そんなに難しいことじゃないんだけどな。 それに都市周辺あたりとか、既にある程度あるわけだし……。
「ん? 変か?」
「だって地図作るって…… そんな簡単にできないぜ」
「できるさ。 それに地図は遺跡調査では重要だよ、ステラ。 調査前も調査後もだ」
「ち、ちょっと待って、ユキテルさん。 それって実際に歩きながら、地図を作っていくってこと?」
「そういうことだよ。 ルル。 器材や準備は必要だけれど、実際の調査でも、そうやって大なり小なり地図を作りながらやっていくんだ」
「わあ! すごいや! ユキテルお兄ちゃん!」
「…… で、器材もないし、人もいないんだが……」
目を輝かせてるネルとは、正反対に冷ややかな目で、俺を見つめながら、ステラはボソっと言い放った。

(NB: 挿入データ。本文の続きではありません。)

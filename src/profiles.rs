use crate::aggregate::{top_k_by, Dimension};
use crate::config::ProfileConfig;
use crate::types::{ClaimRecord, ClaimTable, ProfileSummary};
use crate::util::mean_paid;
use log::{debug, info};
use std::collections::HashSet;

pub const TOP_PER_PROFILE: usize = 3;

/// Compare the configured profiles side by side, in configuration order.
///
/// Only rows whose cluster is configured take part. Claimants are counted
/// once across all profiles, in the profile of their earliest row. A
/// configured cluster with no rows gets zero-valued aggregates.
pub fn compare_profiles(table: &ClaimTable, config: &ProfileConfig) -> Vec<ProfileSummary> {
    let wanted = config.cluster_ids();
    let mut selected: Vec<&ClaimRecord> = table
        .records()
        .iter()
        .filter(|r| r.cluster_id.map_or(false, |c| wanted.contains(&c)))
        .collect();
    selected.sort_by_key(|r| r.row_index);
    info!("{} of {} claims fall in a configured profile", selected.len(), table.len());

    let mut seen = HashSet::new();
    let first_rows: Vec<&ClaimRecord> = selected
        .iter()
        .copied()
        .filter(|r| seen.insert(r.claimant_id.as_str()))
        .collect();

    config
        .profiles
        .iter()
        .map(|profile| {
            let rows: Vec<&ClaimRecord> = selected
                .iter()
                .copied()
                .filter(|r| r.cluster_id == Some(profile.cluster_id))
                .collect();
            if rows.is_empty() {
                debug!("profile {} (cluster {}) has no claims", profile.rank, profile.cluster_id);
            }
            ProfileSummary {
                rank: profile.rank.clone(),
                cluster_id: profile.cluster_id,
                description: profile.description.clone(),
                claims: rows.len(),
                claimants: first_rows
                    .iter()
                    .filter(|r| r.cluster_id == Some(profile.cluster_id))
                    .count(),
                top_categories: top_k_by(rows.iter().copied(), Dimension::Category, TOP_PER_PROFILE),
                top_providers: top_k_by(rows.iter().copied(), Dimension::Provider, TOP_PER_PROFILE),
                mean_paid: mean_paid(rows.iter().map(|r| &r.paid_amount)),
            }
        })
        .collect()
}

「…… 器材も人もいないってことは、まずはそこからってことか」
「そういうことになる」
ハッキリと告げるステラを見ながら、俺は思わず頭をボリボリ掻いた。
まあ、ここは<ヘブンズホールド>だからなあ……。 ちゃんと準備して、自分で段取りしないとダメだな。
「わかった!じゃ、これからいろいろ準備するよ。まずはこの大層な図書館にある地図を全部出してくれ」
「…… な、全部って…… どれだけあると思ってるのよ!」
「まあまあ、俺も手伝うし、きっとルルやネルも手伝ってくれるさ」
「「「えっ!」」」
呆れたようにあんぐりと口を開ける彼女たちに、さも当然のように『やる』って、勢いで言ってしまった。
まあ、しかたない。なんとかなるでしょ、きっと……。